Buddhist Social Democracy, Part 2

by Stefan Schindler

In Buddha’s worldview, “each life is precious, endowed with freedom and opportunity.” The Buddhist social democratic path to peace offers widespread time and place for deconditioning.

Buddha says the institutions of society ought to serve schools, not the other way around.

Buddha’s politics entail an educational revolution, inspired by Whitehead’s maxim: “Boring teachers should be brought to trial for the murder of young souls.”

The heart of Buddhism is the fusion of wisdom and compassion: the enlightenment adventure, individually and socially. This includes reverence for language, and constant cultivation of the critical thinking skills necessary to combat sophistry in all its nefarious forms.

Buddha understood the perverse impact of sophistry on the welfare of the multitude. Socrates did too, saying at his trial that, actually, Athens was on trial. Socrates today would say King’s quaternity includes a fifth: “Wealth, poverty, racism, war, and sophistry always go together; and we cannot solve one without solving the others.”

As political discourse becomes just another form of the curse of advertising, the more a society sinks to what Thomas Hobbes called “the war of all against all.”

Socrates was condemned to death for his battle against the sophists. In modern America, the brightest lights of two generations – John F. Kennedy, Robert Kennedy, Martin Luther King and John Lennon – were assassinated.

A national pedagogy of Socratic-Buddhist insight – with beneficent influence on the world – could slow contemporary America’s repeat of the self-engendered social implosion of classical Athens’ march of folly.

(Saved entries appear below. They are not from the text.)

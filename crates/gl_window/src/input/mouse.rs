//! Cursor movement tracking with read-and-clear deltas

/// Accumulates cursor movement between reads
///
/// The first position seen after construction or [`MouseTracker::reset`]
/// only sets the baseline, so a cursor that starts somewhere arbitrary does
/// not produce a jump. Y deltas are inverted (`last_y - y`) so moving the
/// cursor up yields a positive change.
#[derive(Debug, Clone, PartialEq)]
pub struct MouseTracker {
    last_x: f64,
    last_y: f64,
    x_change: f32,
    y_change: f32,
    first_move: bool,
}

impl MouseTracker {
    /// Tracker waiting for its first position
    pub const fn new() -> Self {
        Self {
            last_x: 0.0,
            last_y: 0.0,
            x_change: 0.0,
            y_change: 0.0,
            first_move: true,
        }
    }

    /// Record a cursor position
    #[allow(clippy::cast_possible_truncation)]
    pub fn on_cursor_pos(&mut self, x: f64, y: f64) {
        if self.first_move {
            self.last_x = x;
            self.last_y = y;
            self.first_move = false;
            return;
        }

        self.x_change += (x - self.last_x) as f32;
        self.y_change += (self.last_y - y) as f32;
        self.last_x = x;
        self.last_y = y;
    }

    /// Horizontal movement since the last read; clears it
    pub fn take_x_change(&mut self) -> f32 {
        std::mem::take(&mut self.x_change)
    }

    /// Vertical movement since the last read; clears it
    pub fn take_y_change(&mut self) -> f32 {
        std::mem::take(&mut self.y_change)
    }

    /// Last cursor position seen, if any
    pub const fn last_position(&self) -> Option<(f64, f64)> {
        if self.first_move {
            None
        } else {
            Some((self.last_x, self.last_y))
        }
    }

    /// Drop pending deltas and wait for a new baseline
    pub fn reset(&mut self) {
        *self = Self::new();
    }
}

impl Default for MouseTracker {
    fn default() -> Self {
        Self::new()
    }
}
//! # GL Window
//!
//! A thin GLFW window and OpenGL context wrapper that surfaces the minimal
//! polling API a render loop needs each frame.
//!
//! ## Features
//!
//! - **Explicit Library Lifetime**: GLFW initialisation is a value (`GlfwSystem`) the host owns
//! - **Bounded Input State**: fixed-capacity key array and read-and-clear mouse deltas
//! - **Swappable Backends**: GLFW for real windows, headless for tests and CI
//! - **File Configuration**: window settings from TOML or RON
//!
//! ## Quick Start
//!
//! ```rust,no_run
//! use gl_window::prelude::*;
//!
//! fn main() -> Result<(), Box<dyn std::error::Error>> {
//!     let mut system = GlfwSystem::init()?;
//!     let mut window = Window::with_size(1280, 720);
//!     window.initialise(&mut system)?;
//!
//!     while !window.should_close() {
//!         window.poll_events();
//!         let (dx, dy) = window.mouse_delta();
//!         // Update camera, render ...
//!         window.swap_buffers();
//!     }
//!     Ok(())
//! }
//! ```

#![warn(missing_docs)]
#![warn(clippy::all, clippy::pedantic, clippy::nursery)]
#![allow(clippy::module_name_repetitions, clippy::similar_names)]

pub mod core;
pub mod config;
pub mod foundation;
pub mod input;
pub mod window;
pub mod backend;

pub use window::{Window, WindowError, WindowResult};

/// Common imports for window users
pub mod prelude {
    pub use crate::{
        Window, WindowError, WindowResult,
        window::{WindowBackend, WindowSystem},
        backend::{GlfwSystem, HeadlessControl, HeadlessSystem},
        input::{KeyAction, KeyStates, MouseTracker, NativeEvent, MAX_KEYS},
        core::config::{ContextVersion, CursorCapture, WindowConfig},
        config::{Config, ConfigError},
    };
}
//! Window system implementations
//!
//! - [`GlfwSystem`]: real GLFW windows with an OpenGL context
//! - [`HeadlessSystem`]: scripted windows for tests and display-less hosts

pub mod headless;
pub mod opengl;

pub use headless::{HeadlessControl, HeadlessSystem, HeadlessWindow};
pub use opengl::{GlfwSystem, GlfwWindow};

All the wars in the world are sophistically engendered, sustained by citizens seduced by schools and news-media that ignorate instead of edify.

Buddha’s emphasis on respect for language – and for knowing relevant information – is part of his therapeutic approach to healing the world’s woes. “Right speech” is another spoke on Buddha’s eightfold Dharmachakra.

Buddha’s political vision is heart-centered rationality, where the power of the state and all social institutions promote communal well-being. Communal well-being includes each individual’s freedom for self-discovery and creative evolution. Buddha’s politics are educational, pragmatic, organic. A community is a web of life.

The word Buddha means awake. Buddhist social democracy neither intends nor promotes religious conversion.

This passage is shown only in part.